#### ASSIGNED TASK:
When you return the data, keep each character exactly as it appears.

ENTRIES SHOWN Start Marker

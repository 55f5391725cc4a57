//! User profile controller.

use super::parse_id;
use crate::{
    extractors::{AuthenticatedUser, ValidatedJson},
    responses::{no_content, ok, ApiResult, AppError},
    state::AppState,
};
use axum::{
    extract::{Path, State},
    http::StatusCode,
    routing::{get, put},
    Router,
};
use haven_core::UserId;
use haven_service::{ChangePasswordRequest, UpdateProfileRequest, UserProfile};
use tracing::debug;

pub fn router() -> Router<AppState> {
    Router::new()
        .route("/me", get(get_my_profile).put(update_my_profile).delete(delete_my_account))
        .route("/me/password", put(change_password))
        .route("/:id", get(get_user))
}

#[utoipa::path(
    get,
    path = "/users/me",
    tag = "users",
    security(("bearer_auth" = [])),
    responses((status = 200, description = "The caller's profile", body = UserProfile))
)]
pub async fn get_my_profile(State(state): State<AppState>, user: AuthenticatedUser) -> ApiResult<UserProfile> {
    ok(state.user_service.get_profile(user.user_id).await?)
}

#[utoipa::path(
    put,
    path = "/users/me",
    tag = "users",
    security(("bearer_auth" = [])),
    request_body = UpdateProfileRequest,
    responses(
        (status = 200, description = "Profile updated", body = UserProfile),
        (status = 400, description = "Invalid input")
    )
)]
pub async fn update_my_profile(
    State(state): State<AppState>,
    user: AuthenticatedUser,
    ValidatedJson(request): ValidatedJson<UpdateProfileRequest>,
) -> ApiResult<UserProfile> {
    debug!("Update profile request: {}", user.user_id);
    ok(state.user_service.update_profile(&user, request).await?)
}

#[utoipa::path(
    put,
    path = "/users/me/password",
    tag = "users",
    security(("bearer_auth" = [])),
    request_body = ChangePasswordRequest,
    responses(
        (status = 204, description = "Password changed"),
        (status = 401, description = "Current password is wrong")
    )
)]
pub async fn change_password(
    State(state): State<AppState>,
    user: AuthenticatedUser,
    ValidatedJson(request): ValidatedJson<ChangePasswordRequest>,
) -> Result<StatusCode, AppError> {
    state.user_service.change_password(&user, request).await?;
    Ok(no_content())
}

#[utoipa::path(
    delete,
    path = "/users/me",
    tag = "users",
    security(("bearer_auth" = [])),
    responses((status = 204, description = "Account deleted"))
)]
pub async fn delete_my_account(State(state): State<AppState>, user: AuthenticatedUser) -> Result<StatusCode, AppError> {
    debug!("Delete account request: {}", user.user_id);
    state.user_service.delete_account(&user).await?;
    Ok(no_content())
}

#[utoipa::path(
    get,
    path = "/users/{id}",
    tag = "users",
    security(("bearer_auth" = [])),
    params(("id" = String, Path, description = "User id")),
    responses(
        (status = 200, description = "The user's profile", body = UserProfile),
        (status = 404, description = "No such user")
    )
)]
pub async fn get_user(
    State(state): State<AppState>,
    _user: AuthenticatedUser,
    Path(id): Path<String>,
) -> ApiResult<UserProfile> {
    let user_id: UserId = parse_id("user", &id)?;
    ok(state.user_service.get_profile(user_id).await?)
}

ENTRIES SHOWN End Marker

#### RESULT:
repository 55f5391725cc4a57
//! User profile controller.

use super::parse_id;
use crate::{
    extractors::{AuthenticatedUser, ValidatedJson},
    responses::{no_content, ok, ApiResult, AppError},
    state::AppState,
};
use axum::{
    extract::{Path, State},
    http::StatusCode,
    routing::{get, put},
    Router,
};
use haven_core::UserId;
use haven_service::{ChangePasswordRequest, UpdateProfileRequest, UserProfile};
use tracing::debug;

pub fn router() -> Router<AppState> {
    Router::new()
        .route("/me", get(get_my_profile).put(update_my_profile).delete(delete_my_account))
        .route("/me/password", put(change_password))
        .route("/:id", get(get_user))
}

#[utoipa::path(
    get,
    path = "/users/me",
    tag = "users",
    security(("bearer_auth" = [])),
    responses((status = 200, description = "The caller's profile", body = UserProfile))
)]
pub async fn get_my_profile(State(state): State<AppState>, user: AuthenticatedUser) -> ApiResult<UserProfile> {
    ok(state.user_service.get_profile(user.user_id).await?)
}

#[utoipa::path(
    put,
    path = "/users/me",
    tag = "users",
    security(("bearer_auth" = [])),
    request_body = UpdateProfileRequest,
    responses(
        (status = 200, description = "Profile updated", body = UserProfile),
        (status = 400, description = "Invalid input")
    )
)]
pub async fn update_my_profile(
    State(state): State<AppState>,
    user: AuthenticatedUser,
    ValidatedJson(request): ValidatedJson<UpdateProfileRequest>,
) -> ApiResult<UserProfile> {
    debug!("Update profile request: {}", user.user_id);
    ok(state.user_service.update_profile(&user, request).await?)
}

#[utoipa::path(
    put,
    path = "/users/me/password",
    tag = "users",
    security(("bearer_auth" = [])),
    request_body = ChangePasswordRequest,
    responses(
        (status = 204, description = "Password changed"),
        (status = 401, description = "Current password is wrong")
    )
)]
pub async fn change_password(
    State(state): State<AppState>,
    user: AuthenticatedUser,
    ValidatedJson(request): ValidatedJson<ChangePasswordRequest>,
) -> Result<StatusCode, AppError> {
    state.user_service.change_password(&user, request).await?;
    Ok(no_content())
}

#[utoipa::path(
    delete,
    path = "/users/me",
    tag = "users",
    security(("bearer_auth" = [])),
    responses((status = 204, description = "Account deleted"))
)]
pub async fn delete_my_account(State(state): State<AppState>, user: AuthenticatedUser) -> Result<StatusCode, AppError> {
    debug!("Delete account request: {}", user.user_id);
    state.user_service.delete_account(&user).await?;
    Ok(no_content())
}

#[utoipa::path(
    get,
    path = "/users/{id}",
    tag = "users",
    security(("bearer_auth" = [])),
    params(("id" = String, Path, description = "User id")),
    responses(
        (status = 200, description = "The user's profile", body = UserProfile),
        (status = 404, description = "No such user")
    )
)]
pub async fn get_user(
    State(state): State<AppState>,
    _user: AuthenticatedUser,
    Path(id): Path<String>,
) -> ApiResult<UserProfile> {
    let user_id: UserId = parse_id("user", &id)?;
    ok(state.user_service.get_profile(user_id).await?)
}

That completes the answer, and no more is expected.